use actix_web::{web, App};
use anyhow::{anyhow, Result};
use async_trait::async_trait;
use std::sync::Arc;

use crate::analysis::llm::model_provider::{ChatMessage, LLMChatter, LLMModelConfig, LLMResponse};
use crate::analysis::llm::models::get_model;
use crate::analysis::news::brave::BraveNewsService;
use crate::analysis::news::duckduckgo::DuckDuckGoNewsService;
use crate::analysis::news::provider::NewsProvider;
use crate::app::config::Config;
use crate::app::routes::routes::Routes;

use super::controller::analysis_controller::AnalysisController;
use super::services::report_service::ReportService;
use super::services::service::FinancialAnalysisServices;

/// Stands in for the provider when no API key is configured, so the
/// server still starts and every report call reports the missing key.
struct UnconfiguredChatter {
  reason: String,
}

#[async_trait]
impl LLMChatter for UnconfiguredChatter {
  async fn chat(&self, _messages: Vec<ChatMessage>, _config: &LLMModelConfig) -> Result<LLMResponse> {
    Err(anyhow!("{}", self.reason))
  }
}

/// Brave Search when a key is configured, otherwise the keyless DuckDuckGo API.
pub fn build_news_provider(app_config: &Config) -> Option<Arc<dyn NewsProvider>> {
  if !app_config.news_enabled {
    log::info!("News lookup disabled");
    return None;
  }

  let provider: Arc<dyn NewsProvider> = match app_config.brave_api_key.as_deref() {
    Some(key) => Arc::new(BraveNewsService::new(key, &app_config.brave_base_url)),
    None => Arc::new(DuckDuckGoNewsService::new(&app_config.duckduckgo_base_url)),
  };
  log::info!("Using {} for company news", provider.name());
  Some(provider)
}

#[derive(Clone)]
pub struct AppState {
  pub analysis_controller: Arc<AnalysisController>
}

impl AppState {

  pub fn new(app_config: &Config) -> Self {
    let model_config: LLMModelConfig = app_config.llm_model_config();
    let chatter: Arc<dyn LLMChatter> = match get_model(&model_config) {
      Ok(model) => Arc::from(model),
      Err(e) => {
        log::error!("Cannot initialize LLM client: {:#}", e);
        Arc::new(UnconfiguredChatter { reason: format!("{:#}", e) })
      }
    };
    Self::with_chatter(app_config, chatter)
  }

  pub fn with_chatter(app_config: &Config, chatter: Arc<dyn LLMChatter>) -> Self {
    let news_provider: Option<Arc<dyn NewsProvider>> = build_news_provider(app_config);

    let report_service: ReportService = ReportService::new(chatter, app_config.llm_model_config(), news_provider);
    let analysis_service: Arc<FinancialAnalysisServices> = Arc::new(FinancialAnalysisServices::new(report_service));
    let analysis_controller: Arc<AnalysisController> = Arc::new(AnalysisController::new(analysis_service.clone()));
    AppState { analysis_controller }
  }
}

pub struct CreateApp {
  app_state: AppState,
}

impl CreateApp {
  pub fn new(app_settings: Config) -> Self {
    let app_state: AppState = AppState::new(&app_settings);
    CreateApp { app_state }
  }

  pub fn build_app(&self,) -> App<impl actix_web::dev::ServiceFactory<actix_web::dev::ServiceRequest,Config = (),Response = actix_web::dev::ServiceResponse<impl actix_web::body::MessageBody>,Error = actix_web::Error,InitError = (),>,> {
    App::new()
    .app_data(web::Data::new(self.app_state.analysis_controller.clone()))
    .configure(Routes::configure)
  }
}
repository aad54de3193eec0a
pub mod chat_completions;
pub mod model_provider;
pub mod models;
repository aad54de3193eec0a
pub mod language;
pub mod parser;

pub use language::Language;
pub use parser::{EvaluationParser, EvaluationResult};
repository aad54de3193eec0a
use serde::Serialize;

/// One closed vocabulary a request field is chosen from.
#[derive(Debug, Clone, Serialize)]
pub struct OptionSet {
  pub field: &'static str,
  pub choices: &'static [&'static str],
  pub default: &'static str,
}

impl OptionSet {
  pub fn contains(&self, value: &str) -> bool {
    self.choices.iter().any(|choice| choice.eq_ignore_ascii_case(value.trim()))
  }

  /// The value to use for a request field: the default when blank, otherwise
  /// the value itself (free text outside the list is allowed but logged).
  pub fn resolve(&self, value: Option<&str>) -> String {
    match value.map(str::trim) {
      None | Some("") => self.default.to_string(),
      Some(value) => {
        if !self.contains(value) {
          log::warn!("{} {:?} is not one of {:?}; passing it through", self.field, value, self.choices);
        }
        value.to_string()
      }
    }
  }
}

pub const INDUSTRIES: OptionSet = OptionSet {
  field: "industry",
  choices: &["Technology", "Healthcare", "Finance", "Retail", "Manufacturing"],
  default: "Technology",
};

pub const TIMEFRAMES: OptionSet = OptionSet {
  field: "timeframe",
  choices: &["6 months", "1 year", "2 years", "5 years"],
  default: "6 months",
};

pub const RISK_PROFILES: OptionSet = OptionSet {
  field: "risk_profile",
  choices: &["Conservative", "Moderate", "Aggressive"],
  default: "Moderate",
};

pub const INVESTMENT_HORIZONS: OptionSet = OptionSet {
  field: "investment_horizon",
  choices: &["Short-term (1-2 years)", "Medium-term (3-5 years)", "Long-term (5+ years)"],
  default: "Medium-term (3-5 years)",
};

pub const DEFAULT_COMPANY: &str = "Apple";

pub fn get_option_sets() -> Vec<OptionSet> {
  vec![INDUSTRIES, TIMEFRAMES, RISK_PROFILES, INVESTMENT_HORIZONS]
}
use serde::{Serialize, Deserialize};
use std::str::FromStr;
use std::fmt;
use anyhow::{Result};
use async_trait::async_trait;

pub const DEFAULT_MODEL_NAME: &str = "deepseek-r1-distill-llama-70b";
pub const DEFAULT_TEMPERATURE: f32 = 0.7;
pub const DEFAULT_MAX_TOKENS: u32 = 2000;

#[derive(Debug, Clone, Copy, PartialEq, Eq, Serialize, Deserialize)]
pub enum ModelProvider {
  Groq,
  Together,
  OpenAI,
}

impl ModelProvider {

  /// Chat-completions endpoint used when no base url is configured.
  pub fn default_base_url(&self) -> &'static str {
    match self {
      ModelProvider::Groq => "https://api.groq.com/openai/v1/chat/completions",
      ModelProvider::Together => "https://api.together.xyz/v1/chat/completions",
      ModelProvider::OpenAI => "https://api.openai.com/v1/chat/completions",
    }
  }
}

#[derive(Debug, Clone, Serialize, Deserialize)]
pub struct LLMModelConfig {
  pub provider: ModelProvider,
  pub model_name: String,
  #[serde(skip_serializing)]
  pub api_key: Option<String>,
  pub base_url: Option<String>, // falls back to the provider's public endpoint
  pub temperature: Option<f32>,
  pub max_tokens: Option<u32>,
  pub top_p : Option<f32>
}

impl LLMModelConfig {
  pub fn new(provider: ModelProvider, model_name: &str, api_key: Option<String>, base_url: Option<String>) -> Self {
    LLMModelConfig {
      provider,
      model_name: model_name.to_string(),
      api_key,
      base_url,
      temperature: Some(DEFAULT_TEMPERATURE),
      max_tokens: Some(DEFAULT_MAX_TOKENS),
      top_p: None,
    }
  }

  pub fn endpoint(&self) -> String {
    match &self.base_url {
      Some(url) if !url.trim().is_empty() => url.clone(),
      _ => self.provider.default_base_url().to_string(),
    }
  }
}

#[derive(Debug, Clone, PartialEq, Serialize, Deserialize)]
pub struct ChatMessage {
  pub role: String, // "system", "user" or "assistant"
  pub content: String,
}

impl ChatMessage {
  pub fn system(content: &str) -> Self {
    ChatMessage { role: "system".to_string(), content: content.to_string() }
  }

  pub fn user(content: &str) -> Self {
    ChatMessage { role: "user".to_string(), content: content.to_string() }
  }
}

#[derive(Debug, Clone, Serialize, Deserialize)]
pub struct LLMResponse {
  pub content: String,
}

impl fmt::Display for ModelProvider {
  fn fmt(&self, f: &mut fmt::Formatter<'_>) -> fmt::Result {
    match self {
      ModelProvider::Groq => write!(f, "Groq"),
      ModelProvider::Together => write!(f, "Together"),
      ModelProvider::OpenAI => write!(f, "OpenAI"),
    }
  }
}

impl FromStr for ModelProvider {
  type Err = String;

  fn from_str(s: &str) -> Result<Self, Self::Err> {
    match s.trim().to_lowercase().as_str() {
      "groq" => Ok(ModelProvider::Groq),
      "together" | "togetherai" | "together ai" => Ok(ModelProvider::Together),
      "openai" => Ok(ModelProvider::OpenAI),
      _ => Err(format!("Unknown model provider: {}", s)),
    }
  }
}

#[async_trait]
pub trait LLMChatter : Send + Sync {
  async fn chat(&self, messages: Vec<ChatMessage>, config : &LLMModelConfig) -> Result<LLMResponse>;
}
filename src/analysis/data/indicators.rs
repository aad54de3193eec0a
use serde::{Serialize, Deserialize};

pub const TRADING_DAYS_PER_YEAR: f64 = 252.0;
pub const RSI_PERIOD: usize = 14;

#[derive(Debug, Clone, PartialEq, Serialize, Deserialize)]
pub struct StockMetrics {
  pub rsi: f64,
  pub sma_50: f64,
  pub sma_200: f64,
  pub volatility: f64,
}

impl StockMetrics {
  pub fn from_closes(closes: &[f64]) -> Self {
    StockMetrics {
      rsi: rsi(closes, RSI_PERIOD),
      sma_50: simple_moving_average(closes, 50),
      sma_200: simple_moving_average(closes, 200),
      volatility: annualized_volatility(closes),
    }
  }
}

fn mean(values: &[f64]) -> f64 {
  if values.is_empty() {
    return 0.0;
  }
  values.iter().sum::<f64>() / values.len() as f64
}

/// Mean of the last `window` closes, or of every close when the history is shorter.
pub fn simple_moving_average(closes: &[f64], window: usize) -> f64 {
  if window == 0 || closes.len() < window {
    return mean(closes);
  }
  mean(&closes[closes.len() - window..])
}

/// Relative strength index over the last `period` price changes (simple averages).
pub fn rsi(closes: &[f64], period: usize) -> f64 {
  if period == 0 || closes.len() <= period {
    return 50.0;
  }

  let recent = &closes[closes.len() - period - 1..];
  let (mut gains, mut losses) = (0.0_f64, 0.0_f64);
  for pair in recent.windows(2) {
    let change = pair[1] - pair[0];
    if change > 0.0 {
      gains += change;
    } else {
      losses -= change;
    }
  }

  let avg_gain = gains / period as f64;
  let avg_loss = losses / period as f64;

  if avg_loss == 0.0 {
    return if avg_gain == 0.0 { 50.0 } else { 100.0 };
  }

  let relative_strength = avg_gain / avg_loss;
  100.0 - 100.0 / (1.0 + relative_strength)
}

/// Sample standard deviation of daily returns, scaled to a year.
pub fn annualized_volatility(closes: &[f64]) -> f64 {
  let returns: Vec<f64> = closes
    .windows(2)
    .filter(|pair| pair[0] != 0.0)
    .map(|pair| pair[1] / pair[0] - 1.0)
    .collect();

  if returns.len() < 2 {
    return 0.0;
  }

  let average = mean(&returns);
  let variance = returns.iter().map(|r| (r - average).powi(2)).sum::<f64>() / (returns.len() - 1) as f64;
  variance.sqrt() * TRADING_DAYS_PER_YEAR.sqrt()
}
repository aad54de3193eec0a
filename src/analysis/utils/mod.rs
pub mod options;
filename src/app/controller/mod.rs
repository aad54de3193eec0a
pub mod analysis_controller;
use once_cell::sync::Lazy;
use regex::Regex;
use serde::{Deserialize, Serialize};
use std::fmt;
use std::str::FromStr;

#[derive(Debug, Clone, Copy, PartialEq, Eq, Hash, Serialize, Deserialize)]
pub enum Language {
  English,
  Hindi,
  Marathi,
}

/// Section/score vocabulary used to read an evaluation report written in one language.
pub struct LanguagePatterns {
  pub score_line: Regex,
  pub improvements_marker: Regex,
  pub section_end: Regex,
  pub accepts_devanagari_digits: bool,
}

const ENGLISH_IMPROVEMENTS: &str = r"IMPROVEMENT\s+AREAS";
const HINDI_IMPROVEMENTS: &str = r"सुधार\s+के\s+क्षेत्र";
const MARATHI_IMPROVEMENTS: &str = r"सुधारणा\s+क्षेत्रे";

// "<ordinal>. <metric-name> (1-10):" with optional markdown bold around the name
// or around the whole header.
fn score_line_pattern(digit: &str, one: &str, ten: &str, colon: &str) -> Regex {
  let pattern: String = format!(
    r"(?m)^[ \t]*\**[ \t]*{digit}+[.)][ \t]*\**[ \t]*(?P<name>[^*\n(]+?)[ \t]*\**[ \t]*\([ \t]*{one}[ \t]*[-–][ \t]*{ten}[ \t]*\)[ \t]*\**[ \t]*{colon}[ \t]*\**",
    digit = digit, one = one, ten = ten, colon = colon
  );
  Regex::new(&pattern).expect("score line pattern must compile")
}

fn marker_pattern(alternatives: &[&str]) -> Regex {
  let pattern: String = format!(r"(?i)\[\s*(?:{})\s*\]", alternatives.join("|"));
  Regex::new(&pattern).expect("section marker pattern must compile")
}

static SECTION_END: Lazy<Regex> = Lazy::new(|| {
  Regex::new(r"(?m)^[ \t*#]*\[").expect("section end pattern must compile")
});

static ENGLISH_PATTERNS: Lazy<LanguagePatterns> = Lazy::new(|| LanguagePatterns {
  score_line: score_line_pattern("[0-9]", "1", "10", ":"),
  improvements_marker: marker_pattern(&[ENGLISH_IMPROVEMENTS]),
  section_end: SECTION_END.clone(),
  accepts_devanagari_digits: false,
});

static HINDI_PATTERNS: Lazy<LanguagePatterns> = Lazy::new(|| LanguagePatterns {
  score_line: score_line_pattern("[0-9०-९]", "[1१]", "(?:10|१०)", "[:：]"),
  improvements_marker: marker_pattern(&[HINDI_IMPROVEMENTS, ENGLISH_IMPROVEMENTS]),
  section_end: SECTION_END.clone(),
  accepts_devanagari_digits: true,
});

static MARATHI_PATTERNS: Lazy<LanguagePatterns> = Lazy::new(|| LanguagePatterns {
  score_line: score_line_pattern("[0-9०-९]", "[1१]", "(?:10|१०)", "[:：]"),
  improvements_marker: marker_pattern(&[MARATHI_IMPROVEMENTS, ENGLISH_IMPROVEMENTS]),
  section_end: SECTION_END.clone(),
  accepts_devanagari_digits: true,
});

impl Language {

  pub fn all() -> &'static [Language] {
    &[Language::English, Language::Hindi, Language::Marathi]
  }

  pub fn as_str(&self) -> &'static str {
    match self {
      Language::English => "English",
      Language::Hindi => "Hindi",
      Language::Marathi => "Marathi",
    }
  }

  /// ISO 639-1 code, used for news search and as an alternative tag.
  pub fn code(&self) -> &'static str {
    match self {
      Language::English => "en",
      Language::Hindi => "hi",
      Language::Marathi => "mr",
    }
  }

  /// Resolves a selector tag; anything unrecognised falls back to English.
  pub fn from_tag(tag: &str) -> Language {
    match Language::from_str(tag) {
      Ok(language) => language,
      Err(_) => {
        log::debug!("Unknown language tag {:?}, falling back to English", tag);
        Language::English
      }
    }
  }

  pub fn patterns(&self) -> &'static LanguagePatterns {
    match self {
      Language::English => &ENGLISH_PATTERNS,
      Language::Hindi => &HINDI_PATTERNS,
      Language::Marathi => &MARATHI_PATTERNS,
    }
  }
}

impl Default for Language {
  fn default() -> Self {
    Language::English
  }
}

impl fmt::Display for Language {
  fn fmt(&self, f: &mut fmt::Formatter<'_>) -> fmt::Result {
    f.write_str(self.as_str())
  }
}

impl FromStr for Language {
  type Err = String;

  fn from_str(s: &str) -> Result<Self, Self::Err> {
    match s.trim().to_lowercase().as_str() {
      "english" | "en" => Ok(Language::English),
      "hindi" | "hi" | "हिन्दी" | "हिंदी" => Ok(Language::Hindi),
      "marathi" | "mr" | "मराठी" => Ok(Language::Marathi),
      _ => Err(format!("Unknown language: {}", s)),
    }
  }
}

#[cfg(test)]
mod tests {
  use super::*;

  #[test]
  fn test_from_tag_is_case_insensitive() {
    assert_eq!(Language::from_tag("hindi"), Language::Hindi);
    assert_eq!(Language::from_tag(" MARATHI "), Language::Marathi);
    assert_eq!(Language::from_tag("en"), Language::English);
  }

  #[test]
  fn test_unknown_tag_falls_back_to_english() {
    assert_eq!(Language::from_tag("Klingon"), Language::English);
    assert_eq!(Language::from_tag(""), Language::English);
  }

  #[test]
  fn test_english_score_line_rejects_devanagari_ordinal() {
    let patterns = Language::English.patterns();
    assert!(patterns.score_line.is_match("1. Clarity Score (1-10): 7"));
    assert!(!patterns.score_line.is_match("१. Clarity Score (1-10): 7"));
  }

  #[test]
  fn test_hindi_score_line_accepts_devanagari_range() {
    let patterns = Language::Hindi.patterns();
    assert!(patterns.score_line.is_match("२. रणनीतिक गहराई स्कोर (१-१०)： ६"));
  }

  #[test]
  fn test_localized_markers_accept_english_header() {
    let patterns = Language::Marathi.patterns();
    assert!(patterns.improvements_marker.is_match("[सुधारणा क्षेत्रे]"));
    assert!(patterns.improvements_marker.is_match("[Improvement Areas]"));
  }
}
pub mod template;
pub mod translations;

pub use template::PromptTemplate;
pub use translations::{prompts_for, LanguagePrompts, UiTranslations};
___
Exercise aim: Each line from the start of the records through the line holding "use crate::analysis::llm::models::get_model;" must be returned exactly; nothing else belongs in the answer.

Task solution:
use actix_web::{web, App};
use anyhow::{anyhow, Result};
use async_trait::async_trait;
use std::sync::Arc;

use crate::analysis::llm::model_provider::{ChatMessage, LLMChatter, LLMModelConfig, LLMResponse};
use crate::analysis::llm::models::get_model;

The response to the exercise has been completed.